En esta circunstancia, las individualidades contemporáneas encuentran el remedio a la inasibilidad del Ser en el hogar químico de las drogas, en los excesos placenteros, en la acumulación mercantil sin fin. El periplo criminal, terrorífico y demoníaco de Heidi debe ser visto bajo esta luz: su acceso al mundo de lo maldito coincide con su retorno a la drogadicción. El mal arcaico que la persigue es aquel que la auto destruirá sin remedio. Hoy, como en el siglo XVII, la presencia de lo demoniaco ritualizado es una alternativa para metamundializarse; poner un cerco a la opresión mundana y liberarse psico-sensualmente a su negación rotunda. En ambos momentos de la historia, la figura del demonio es el núcleo simbólico en torno al que se construye la huida del mundo, la válvula de escape para las psiques atribuladas que desean la cancelación del peso de lo ordinario. Como ha referido Sloterdijk en su magno ensayo sobre las drogas, “…en condiciones de consumo privado, toda sustancia psicotrópica acaba por cumplir, tarde o temprano, la definición de lo demoníaco. En la relación con el demonio, pierde el sujeto su voluntad en favor de su más poderoso socio. En verdad, todo individuo que no quiera perecer de prosaica consunción debe llevar una consabida relación con aquello que sabe que es más fuerte que él mismo”.[15]
En este sentido, el filme rebasa la mera consecución de los tintes surrealistas del realismo fantástico de suspense, al estilo de The shine de Santley Kubrick, algo que de manera cierta el propio Zombie ha expresado como una de sus intenciones al elaborar la película, para erigirse como una ficcionalización simbólica del estado espiritual de nuestros tiempos: en la era de la desaparición de la metafísica, los impulsos entrópicos que antiguamente se focalizaban y resguardaban psicosemánticamente en la figura del demonio, se difuminan y esparcen en nuevos demonios y poderes destructivos, centrados en el sujeto quien, en última instancia, posee el poder de utilizarlos en contra del prójimo y, muy especialmente, en contra suya; por ello, la escena final presenta a Heidi en un paisaje infernal y abominable, como soberana inmaculada y petrificada de la destrucción en torno suyo.

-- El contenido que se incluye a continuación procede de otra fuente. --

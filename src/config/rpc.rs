//! RPC endpoint configuration
//!
//! Resolution order, per chain:
//! 1. `RPC_URLS_JSON` - a JSON object keyed by chain name (either notation)
//! 2. Per-chain env vars (`ETHEREUM_RPC_URL`, `BASE_RPC_URL`, ...; `ETH_RPC_URL` also works)
//! 3. Public RPC fallbacks - rate limited, for testing only
//!
//! # Examples
//!
//! ```bash
//! export RPC_URLS_JSON='{"base": "https://base-mainnet.g.alchemy.com/v2/KEY"}'
//! export ARBITRUM_RPC_URL="https://arb-mainnet.g.alchemy.com/v2/KEY"
//! ```

use crate::chain;
use std::collections::HashMap;

/// Environment variable holding a name -> url JSON map
pub const RPC_URLS_JSON_ENV: &str = "RPC_URLS_JSON";

/// RPC configuration for multiple chains
#[derive(Debug, Clone, Default)]
pub struct RpcConfig {
    /// RPC URLs indexed by EVM chain ID
    urls: HashMap<u64, String>,
}

/// Public RPC endpoints (rate limited, for testing only)
fn public_rpc(chain_name: &str) -> Option<&'static str> {
    match chain_name {
        "ethereum" => Some("https://ethereum.publicnode.com"),
        "arbitrum" => Some("https://arb1.arbitrum.io/rpc"),
        "base" => Some("https://mainnet.base.org"),
        "optimism" => Some("https://mainnet.optimism.io"),
        "avalanche" => Some("https://api.avax.network/ext/bc/C/rpc"),
        "bsc" => Some("https://bsc-dataseed.binance.org"),
        "polygon" => Some("https://polygon-bor-rpc.publicnode.com"),
        "sonic" => Some("https://rpc.soniclabs.com"),
        "lightlink" => Some("https://replicator.phoenix.lightlink.io/rpc/v1"),
        "hyperevm" => Some("https://rpc.hyperliquid.xyz/evm"),
        "kaia" => Some("https://public-en.node.kaia.io"),
        _ => None,
    }
}

fn env_var_name(chain_name: &str) -> String {
    format!("{}_RPC_URL", chain_name.to_uppercase())
}

impl RpcConfig {
    /// Create RPC config from environment variables
    pub fn from_env() -> Self {
        let overrides = std::env::var(RPC_URLS_JSON_ENV)
            .ok()
            .and_then(|raw| match serde_json::from_str::<HashMap<String, String>>(&raw) {
                Ok(map) => Some(map),
                Err(e) => {
                    tracing::warn!(error = %e, "Failed to parse {}", RPC_URLS_JSON_ENV);
                    None
                }
            })
            .unwrap_or_default();

        let mut urls = HashMap::new();

        // Priority 1: JSON overrides
        for (name, url) in overrides {
            match chain::evm_chain_id(&name) {
                Some(id) => {
                    urls.insert(id, url);
                }
                None => tracing::warn!(chain = %name, "Ignoring RPC override for unknown chain"),
            }
        }

        // Priority 2: per-chain env vars
        for name in chain::EVM_SUPPORTED_CHAINS {
            let Some(id) = chain::evm_chain_id(name) else {
                continue;
            };
            if urls.contains_key(&id) {
                continue;
            }
            let var = env_var_name(name);
            let mut url = std::env::var(&var).ok();
            if url.is_none() && *name == "ethereum" {
                url = std::env::var("ETH_RPC_URL").ok();
            }
            if let Some(url) = url {
                tracing::debug!(chain = %name, "Using {} for RPC", var);
                urls.insert(id, url);
            }
        }

        // Priority 3: public fallbacks for anything still missing
        for name in chain::EVM_SUPPORTED_CHAINS {
            let (Some(id), Some(url)) = (chain::evm_chain_id(name), public_rpc(name)) else {
                continue;
            };
            urls.entry(id).or_insert_with(|| {
                tracing::debug!(chain = %name, "No RPC configured, using public RPC (rate limited)");
                url.to_string()
            });
        }

        Self { urls }
    }

    /// Create with explicit RPC URLs
    pub fn with_urls(urls: HashMap<u64, String>) -> Self {
        Self { urls }
    }

    /// Get RPC URL for a chain
    pub fn get(&self, chain_id: u64) -> Option<&str> {
        self.urls.get(&chain_id).map(|s| s.as_str())
    }

    /// Get RPC URL for a chain given by name in either notation
    pub fn for_chain(&self, chain: &str) -> Option<&str> {
        chain::evm_chain_id(chain).and_then(|id| self.get(id))
    }

    /// Check if a chain is configured
    pub fn has_chain(&self, chain_id: u64) -> bool {
        self.urls.contains_key(&chain_id)
    }
}
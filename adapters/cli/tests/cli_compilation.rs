use std::process::Command;

#[test]
fn cli_compiles_without_warnings() {
    let status = Command::new(env!("CARGO"))
        .current_dir(env!("CARGO_MANIFEST_DIR"))
        .args(["check", "--quiet", "--bin", "duskfall"])
        .status()
        .expect("failed to invoke cargo check for duskfall CLI binary");

    assert!(status.success(), "cargo check --bin duskfall should succeed");
}
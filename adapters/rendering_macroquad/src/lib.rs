#![deny(
    unsafe_code,
    missing_docs,
    dead_code,
    unused_results,
    non_snake_case,
    unreachable_pub
)]

//! Macroquad-backed rendering adapter for Duskfall.
//!
//! Macroquad's optional audio stack depends on native ALSA development
//! libraries, so the adapter depends on macroquad without its default
//! `audio` feature. Sound cues stay events; nothing here plays them.
//!
//! Walls and sprites are drawn as flat shaded rectangles in the painter
//! order the scene already carries.

mod hud;

use anyhow::Result;
use duskfall_rendering::{
    sprite_color, wall_color, Color, FrameInput, Presentation, RenderingBackend, Scene, SceneDraw,
    SceneSprite, WallColumn,
};
use glam::Vec2;
use macroquad::input::{is_key_down, is_key_pressed, KeyCode};
use std::{
    collections::VecDeque,
    time::{Duration, Instant},
};

const FOG_PER_UNIT: f32 = 0.045;
const MAX_FOG: f32 = 0.85;
const SIDE_SHADE: f32 = 0.3;

/// Rendering backend implemented on top of macroquad.
#[derive(Debug, Default)]
pub struct MacroquadBackend {
    swap_interval: Option<i32>,
    show_fps: bool,
}

impl MacroquadBackend {
    /// Returns a backend that requests the platform's default swap interval.
    #[must_use]
    pub fn new() -> Self {
        Self::default()
    }

    /// Configures the backend to request a specific swap interval from the platform.
    #[must_use]
    pub fn with_swap_interval(mut self, swap_interval: Option<i32>) -> Self {
        self.swap_interval = swap_interval;
        self
    }

    /// Configures the backend to either synchronise presentation with the display refresh rate
    /// or render as fast as possible.
    #[must_use]
    pub fn with_vsync(self, enabled: bool) -> Self {
        let swap_interval = if enabled { Some(1) } else { Some(0) };
        self.with_swap_interval(swap_interval)
    }

    /// Configures whether the backend prints frame timing metrics once per second.
    #[must_use]
    pub fn with_show_fps(mut self, show: bool) -> Self {
        self.show_fps = show;
        self
    }
}

/// Keys sampled once per frame.
fn poll_frame_input() -> FrameInput {
    FrameInput {
        forward: is_key_down(KeyCode::W) || is_key_down(KeyCode::Up),
        backward: is_key_down(KeyCode::S) || is_key_down(KeyCode::Down),
        strafe_left: is_key_down(KeyCode::A),
        strafe_right: is_key_down(KeyCode::D),
        turn_left: is_key_down(KeyCode::Left),
        turn_right: is_key_down(KeyCode::Right),
        fire: is_key_pressed(KeyCode::Space) || is_key_pressed(KeyCode::LeftControl),
        switch_weapon: is_key_pressed(KeyCode::E) || is_key_pressed(KeyCode::Tab),
        restart: is_key_pressed(KeyCode::R),
    }
}

#[derive(Clone, Copy, Debug, Default)]
struct FrameBreakdown {
    frame: Duration,
    simulation: Duration,
    render: Duration,
}

/// Tracks the average frames-per-second produced by the render loop.
#[derive(Debug, Default)]
struct FpsCounter {
    elapsed: Duration,
    frames: u32,
    frame_times: VecDeque<Duration>,
    window_duration: Duration,
    simulation_accum: Duration,
    render_accum: Duration,
}

#[derive(Clone, Copy, Debug)]
struct FpsMetrics {
    per_second: f32,
    trailing_ten_seconds: f32,
    avg_simulation: Duration,
    avg_render: Duration,
}

impl FpsCounter {
    /// Records a rendered frame and returns the per-second and trailing ten-second averages once
    /// one second has elapsed.
    fn record_frame(&mut self, breakdown: FrameBreakdown) -> Option<FpsMetrics> {
        self.elapsed += breakdown.frame;
        self.frames = self.frames.saturating_add(1);
        self.simulation_accum += breakdown.simulation;
        self.render_accum += breakdown.render;

        self.frame_times.push_back(breakdown.frame);
        self.window_duration += breakdown.frame;

        let trailing_window = Duration::from_secs(10);
        while self.window_duration > trailing_window {
            match self.frame_times.pop_front() {
                Some(removed) => {
                    self.window_duration = self.window_duration.saturating_sub(removed);
                }
                None => break,
            }
        }

        if self.elapsed < Duration::from_secs(1) {
            return None;
        }

        let seconds = self.elapsed.as_secs_f32();
        let frames = self.frames;
        let per_second = frames as f32 / seconds;
        let window_seconds = self.window_duration.as_secs_f32();
        let trailing_ten_seconds = if window_seconds <= f32::EPSILON {
            per_second
        } else {
            self.frame_times.len() as f32 / window_seconds
        };
        let metrics = FpsMetrics {
            per_second,
            trailing_ten_seconds,
            avg_simulation: self.simulation_accum / frames,
            avg_render: self.render_accum / frames,
        };

        self.elapsed = Duration::ZERO;
        self.frames = 0;
        self.simulation_accum = Duration::ZERO;
        self.render_accum = Duration::ZERO;
        Some(metrics)
    }
}

impl RenderingBackend for MacroquadBackend {
    fn run<F>(self, presentation: Presentation, mut update_scene: F) -> Result<()>
    where
        F: FnMut(Duration, FrameInput, &mut Scene) + 'static,
    {
        let Self {
            swap_interval,
            show_fps,
        } = self;

        let Presentation {
            window_title,
            clear_color,
            scene,
        } = presentation;

        let mut config = macroquad::window::Conf {
            window_title,
            window_width: scene.width.round() as i32,
            window_height: scene.height.round() as i32,
            ..macroquad::window::Conf::default()
        };
        if let Some(swap_interval) = swap_interval {
            config.platform.swap_interval = Some(swap_interval);
        }

        macroquad::Window::from_config(config, async move {
            let mut scene = scene;
            let ceiling = to_macroquad_color(clear_color);
            let floor = to_macroquad_color(clear_color.darken(0.4));
            let mut fps_counter = FpsCounter::default();

            loop {
                if is_key_pressed(KeyCode::Escape) {
                    break;
                }

                let dt_seconds = macroquad::time::get_frame_time();
                let frame_dt = Duration::from_secs_f32(dt_seconds.max(0.0));
                let frame_input = poll_frame_input();

                let simulation_start = Instant::now();
                update_scene(frame_dt, frame_input, &mut scene);
                let simulation = simulation_start.elapsed();

                let render_start = Instant::now();
                let screen_width = macroquad::window::screen_width();
                let screen_height = macroquad::window::screen_height();
                let scale = Vec2::new(screen_width / scene.width, screen_height / scene.height);

                macroquad::window::clear_background(ceiling);
                macroquad::shapes::draw_rectangle(
                    0.0,
                    screen_height * 0.5,
                    screen_width,
                    screen_height * 0.5,
                    floor,
                );
                for draw in &scene.draws {
                    match draw {
                        SceneDraw::Wall(column) => draw_wall(column, scene.height, scale),
                        SceneDraw::Sprite(sprite) => draw_sprite(sprite, scale),
                    }
                }
                hud::draw_hud(&scene.hud, screen_width, screen_height);
                let render = render_start.elapsed();

                let metrics = fps_counter.record_frame(FrameBreakdown {
                    frame: frame_dt,
                    simulation,
                    render,
                });
                if show_fps {
                    if let Some(FpsMetrics {
                        per_second,
                        trailing_ten_seconds,
                        avg_simulation,
                        avg_render,
                    }) = metrics
                    {
                        println!(
                            "FPS: {:.2} (10s avg: {:.2}) | sim: {:>6.2}ms render: {:>6.2}ms",
                            per_second,
                            trailing_ten_seconds,
                            avg_simulation.as_secs_f64() * 1_000.0,
                            avg_render.as_secs_f64() * 1_000.0,
                        );
                    }
                }

                macroquad::window::next_frame().await;
            }
        });

        Ok(())
    }
}

fn wall_fill(column: &WallColumn) -> Color {
    let mut color = wall_color(column.wall);
    if column.shaded {
        color = color.darken(SIDE_SHADE);
    }
    // Thin seam at each texture edge.
    if column.texture_offset < 0.03 || column.texture_offset > 0.97 {
        color = color.darken(0.25);
    }
    color.darken((column.depth * FOG_PER_UNIT).min(MAX_FOG))
}

fn draw_wall(column: &WallColumn, scene_height: f32, scale: Vec2) {
    let top = column.top(scene_height);
    macroquad::shapes::draw_rectangle(
        column.left * scale.x,
        top * scale.y,
        column.width * scale.x,
        column.height * scale.y,
        to_macroquad_color(wall_fill(column)),
    );
}

fn sprite_fill(sprite: &SceneSprite) -> Color {
    sprite_color(sprite.image)
        .lighten(sprite.frame as f32 * 0.08)
        .darken((sprite.depth * FOG_PER_UNIT).min(MAX_FOG))
}

fn draw_sprite(sprite: &SceneSprite, scale: Vec2) {
    macroquad::shapes::draw_rectangle(
        sprite.origin.x * scale.x,
        sprite.origin.y * scale.y,
        sprite.size.x * scale.x,
        sprite.size.y * scale.y,
        to_macroquad_color(sprite_fill(sprite)),
    );
}

fn to_macroquad_color(color: Color) -> macroquad::color::Color {
    macroquad::color::Color::new(color.red, color.green, color.blue, color.alpha)
}

#[cfg(test)]
mod tests {
    use duskfall_core::WallId;

    use super::*;

    fn column(depth: f32, shaded: bool) -> WallColumn {
        WallColumn {
            left: 0.0,
            width: 2.0,
            height: 100.0,
            depth,
            wall: WallId::new(2).expect("non-zero id"),
            texture_offset: 0.5,
            shaded,
        }
    }

    #[test]
    fn distant_and_side_walls_are_darker() {
        let near = wall_fill(&column(1.0, false));
        let far = wall_fill(&column(10.0, false));
        let side = wall_fill(&column(1.0, true));

        assert!(far.red < near.red);
        assert!(side.red < near.red);
    }

    #[test]
    fn fog_never_blacks_out_a_wall() {
        let far = wall_fill(&column(1_000.0, false));

        assert!(far.red > 0.0);
    }

    #[test]
    fn fps_counter_reports_average_frames_per_second() {
        let mut counter = FpsCounter::default();
        let frame = |millis| FrameBreakdown {
            frame: Duration::from_millis(millis),
            ..FrameBreakdown::default()
        };
        assert!(counter.record_frame(frame(250)).is_none());
        assert!(counter.record_frame(frame(250)).is_none());
        assert!(counter.record_frame(frame(250)).is_none());

        let metrics = counter
            .record_frame(frame(250))
            .expect("should report FPS after one second of samples");
        assert!((metrics.per_second - 4.0).abs() <= 1e-3);
        assert!((metrics.trailing_ten_seconds - 4.0).abs() <= 1e-3);
        assert!(counter.record_frame(frame(250)).is_none());
    }

    #[test]
    fn fps_counter_tracks_trailing_ten_second_average() {
        let mut counter = FpsCounter::default();
        let frame = |millis| FrameBreakdown {
            frame: Duration::from_millis(millis),
            ..FrameBreakdown::default()
        };

        for _ in 0..10 {
            for sample in 0..5 {
                let metrics = counter.record_frame(frame(200));
                if sample == 4 {
                    let metrics = metrics.expect("should report every second");
                    assert!((metrics.per_second - 5.0).abs() <= 1e-3);
                } else {
                    assert!(metrics.is_none());
                }
            }
        }

        for sample in 0..10 {
            let metrics = counter.record_frame(frame(100));
            if sample == 9 {
                let metrics = metrics.expect("should report every second");
                assert!((metrics.per_second - 10.0).abs() <= 1e-3);
                assert!((metrics.trailing_ten_seconds - 5.5).abs() <= 1e-3);
            } else {
                assert!(metrics.is_none());
            }
        }
    }
}
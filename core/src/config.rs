//! Tunable engine parameters loaded from TOML.

use std::{f32::consts::PI, time::Duration};

use glam::Vec2;
use serde::{Deserialize, Serialize};
use thiserror::Error;

/// Errors produced while loading or validating a [`GameConfig`].
#[derive(Debug, Error)]
pub enum ConfigError {
    /// The document is not valid TOML or does not match the schema.
    #[error("failed to parse configuration")]
    Parse(#[from] toml::de::Error),
    /// A value parsed correctly but is outside its allowed range.
    #[error("invalid value for `{field}`: {reason}")]
    Invalid {
        /// Dotted path of the offending field.
        field: &'static str,
        /// Human readable constraint that was violated.
        reason: &'static str,
    },
}

/// Root configuration for a game session.
#[derive(Clone, Debug, Default, PartialEq, Serialize, Deserialize)]
#[serde(default, deny_unknown_fields)]
pub struct GameConfig {
    /// Logical screen and column resolution.
    pub viewport: ViewportConfig,
    /// Ray casting limits.
    pub raycasting: RayCastingConfig,
    /// Player start pose, speeds and health.
    pub player: PlayerConfig,
    /// Non-player agent settings.
    pub agents: AgentConfig,
}

impl GameConfig {
    /// Parses and validates a TOML document. Missing sections use defaults.
    pub fn from_toml_str(source: &str) -> Result<Self, ConfigError> {
        let config: Self = toml::from_str(source)?;
        config.validate()?;
        Ok(config)
    }

    /// Checks cross-field constraints that serde cannot express.
    pub fn validate(&self) -> Result<(), ConfigError> {
        if self.viewport.width == 0 || self.viewport.height == 0 {
            return Err(ConfigError::Invalid {
                field: "viewport",
                reason: "width and height must be positive",
            });
        }
        if self.viewport.columns == 0 || self.viewport.columns > self.viewport.width {
            return Err(ConfigError::Invalid {
                field: "viewport.columns",
                reason: "must be between 1 and the viewport width",
            });
        }
        if !(self.raycasting.fov_degrees > 0.0 && self.raycasting.fov_degrees < 180.0) {
            return Err(ConfigError::Invalid {
                field: "raycasting.fov_degrees",
                reason: "must lie strictly between 0 and 180",
            });
        }
        if self.raycasting.max_depth == 0 {
            return Err(ConfigError::Invalid {
                field: "raycasting.max_depth",
                reason: "must be positive",
            });
        }
        if self.player.max_health == 0 {
            return Err(ConfigError::Invalid {
                field: "player.max_health",
                reason: "must be positive",
            });
        }
        if self.player.speed < 0.0 || self.player.rotation_speed < 0.0 {
            return Err(ConfigError::Invalid {
                field: "player",
                reason: "speeds must not be negative",
            });
        }
        if self.player.collision_margin < 0.0 || self.player.collision_margin >= 0.5 {
            return Err(ConfigError::Invalid {
                field: "player.collision_margin",
                reason: "must lie in 0.0..0.5",
            });
        }
        Ok(())
    }

    /// Projection parameters derived from the viewport and ray casting sections.
    #[must_use]
    pub fn viewport(&self) -> Viewport {
        Viewport::new(
            self.viewport.width as f32,
            self.viewport.height as f32,
            self.viewport.columns,
            self.raycasting.fov_degrees.to_radians(),
        )
    }
}

/// Logical screen resolution.
#[derive(Clone, Debug, PartialEq, Serialize, Deserialize)]
#[serde(default, deny_unknown_fields)]
pub struct ViewportConfig {
    /// Width of the render surface in pixels.
    pub width: u32,
    /// Height of the render surface in pixels.
    pub height: u32,
    /// Number of rays cast per frame; each covers `width / columns` pixels.
    pub columns: u32,
}

impl Default for ViewportConfig {
    fn default() -> Self {
        Self {
            width: 1600,
            height: 900,
            columns: 800,
        }
    }
}

/// Ray casting limits.
#[derive(Clone, Debug, PartialEq, Serialize, Deserialize)]
#[serde(default, deny_unknown_fields)]
pub struct RayCastingConfig {
    /// Horizontal field of view in degrees.
    pub fov_degrees: f32,
    /// Farthest distance in cells a ray travels before reporting no wall.
    pub max_depth: u32,
}

impl Default for RayCastingConfig {
    fn default() -> Self {
        Self {
            fov_degrees: 60.0,
            max_depth: 20,
        }
    }
}

/// Player start pose and movement tuning.
#[derive(Clone, Debug, PartialEq, Serialize, Deserialize)]
#[serde(default, deny_unknown_fields)]
pub struct PlayerConfig {
    /// Starting column position in world units.
    pub start_x: f32,
    /// Starting row position in world units.
    pub start_y: f32,
    /// Starting view angle in radians.
    pub start_angle: f32,
    /// Walking speed in cells per second.
    pub speed: f32,
    /// Turning speed in radians per second used by keyboard adapters.
    pub rotation_speed: f32,
    /// Distance kept between the player and a wall along the direction of travel.
    pub collision_margin: f32,
    /// Health the player starts with and regenerates towards.
    pub max_health: u32,
    /// Time that must elapse for each point of health regenerated.
    pub recovery_interval_ms: u64,
    /// Minimum time between two accepted weapon switch requests.
    pub weapon_switch_cooldown_ms: u64,
}

impl PlayerConfig {
    /// Starting position as a vector.
    #[must_use]
    pub fn start_position(&self) -> Vec2 {
        Vec2::new(self.start_x, self.start_y)
    }

    /// Health regeneration cadence.
    #[must_use]
    pub fn recovery_interval(&self) -> Duration {
        Duration::from_millis(self.recovery_interval_ms)
    }

    /// Weapon switch debounce window.
    #[must_use]
    pub fn weapon_switch_cooldown(&self) -> Duration {
        Duration::from_millis(self.weapon_switch_cooldown_ms)
    }
}

impl Default for PlayerConfig {
    fn default() -> Self {
        Self {
            start_x: 1.5,
            start_y: 5.0,
            start_angle: 0.0,
            speed: 4.0,
            rotation_speed: 2.0,
            collision_margin: 0.24,
            max_health: 100,
            recovery_interval_ms: 30,
            weapon_switch_cooldown_ms: 300,
        }
    }
}

/// Settings for the non-player agents of a level.
#[derive(Clone, Debug, PartialEq, Serialize, Deserialize)]
#[serde(default, deny_unknown_fields)]
pub struct AgentConfig {
    /// Whether the level's agents are spawned at all.
    pub enabled: bool,
    /// Seed for the agents' attack rolls.
    pub seed: u64,
}

impl Default for AgentConfig {
    fn default() -> Self {
        Self {
            enabled: true,
            seed: 0x5eed_da5c_0ff3_e000,
        }
    }
}

/// Projection parameters shared by the ray caster and the sprite compositor.
#[derive(Clone, Copy, Debug, PartialEq)]
pub struct Viewport {
    width: f32,
    height: f32,
    columns: u32,
    fov: f32,
}

impl Viewport {
    /// Creates a viewport; the column count is raised to at least one and the
    /// field of view is clamped below a half turn.
    #[must_use]
    pub fn new(width: f32, height: f32, columns: u32, fov: f32) -> Self {
        Self {
            width: width.max(1.0),
            height: height.max(1.0),
            columns: columns.max(1),
            fov: fov.clamp(f32::EPSILON, PI - f32::EPSILON),
        }
    }

    /// Width of the render surface in pixels.
    #[must_use]
    pub const fn width(&self) -> f32 {
        self.width
    }

    /// Height of the render surface in pixels.
    #[must_use]
    pub const fn height(&self) -> f32 {
        self.height
    }

    /// Number of ray columns.
    #[must_use]
    pub const fn columns(&self) -> u32 {
        self.columns
    }

    /// Horizontal field of view in radians.
    #[must_use]
    pub const fn fov(&self) -> f32 {
        self.fov
    }

    /// Half of the field of view in radians.
    #[must_use]
    pub fn half_fov(&self) -> f32 {
        self.fov * 0.5
    }

    /// Angle between two adjacent rays.
    #[must_use]
    pub fn delta_angle(&self) -> f32 {
        self.fov / self.columns as f32
    }

    /// Distance from the eye to the projection plane, in pixels.
    #[must_use]
    pub fn screen_distance(&self) -> f32 {
        self.width * 0.5 / self.half_fov().tan()
    }

    /// Width in pixels covered by one ray column.
    #[must_use]
    pub fn column_width(&self) -> f32 {
        self.width / self.columns as f32
    }
}

impl Default for Viewport {
    fn default() -> Self {
        GameConfig::default().viewport()
    }
}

*Este ensayo fue originalmente publicado en Replicante:  http://revistareplicante.com/el-envite-posmo-renacentista-de-rob-zombie/



[1] Fredric Jameson, Postmodernism, or, the Cultural Logic of Late Capitalism, Londres, Verso, 1991, pp. 16-18.
[2] Confróntese, Steven Daly, “Rob Zombie, Monster of Rock” en Rolling Stone #805, 4 de febrero de 1999, p. 49.
[3] Gilles Lipovetsky y Jean Serroy, La pantalla global, Barcelona, Anagrama, 2009, p. 10.
[4] Ibíd., pp. 49-51.
[5] Ibídem.
[6] New Wave of British Heavy Metal. Movida de metal inglés de finales de los setenta/principios de los ochenta con bandas, hoy clásicas, como Iron Maiden, Def Lepard, Diamond Head, Saxon y Raven.
[7] Se puede escuchar en: http://youtu.be/DbAZ8ICgT-0

[8] Se puede escuchar en: http://youtu.be/E0E0ynyIUsg
[10] “The concept of the nomadic utopia seeks to retain Adorno’s utopia’s negative, inmanent rejection of the present without doing away with the ‘positive’, spatial aspect of utopia... The nomadic utopia is spatially situated, but it remains a place of becoming; a place-in-process. It remains a utopia only to the extent that it is open to change, and to the extent that that change is open to change... I have suggested that the spaces created by improvising musicians function as nomadic utopias”, en su ensayo “Art’s Utopian Function”, disponible en http://nomadicutopianism.wordpress.com/2011/04/22/art-and-utopia/

[11] Joseph Heat y Andrew Potter, Nation of Rebels, Harper Business, Nueva York, 2005, p. 143.
[12] Susan Buck-Morss, Mundo soñado y catástrofe, Madrid, Antonio Machado Libros, 2004, p. 207.
[13] Elaboré una versión extendida (en inglés) sobre las cintas de Halloween de Rob Zombie en mi BLOG: http://guillenresearch.blogspot.mx/2012/01/how-to-build-serial-killer.html

[14] Peter Sloterdijk, “¿A dónde van los monjes?. Sobre la huida del mundo desde la perspectiva antropológica” en Extrañamiento del mundo, Valencia, Pre-Textos, 2008, pp. 118-119.
[15] Peter Sloterdijk, “¿Para qué drogas? De la dialéctica de huida y búsqueda del mundo” en Extrañamiento del mundo, ópera citada, p. 144.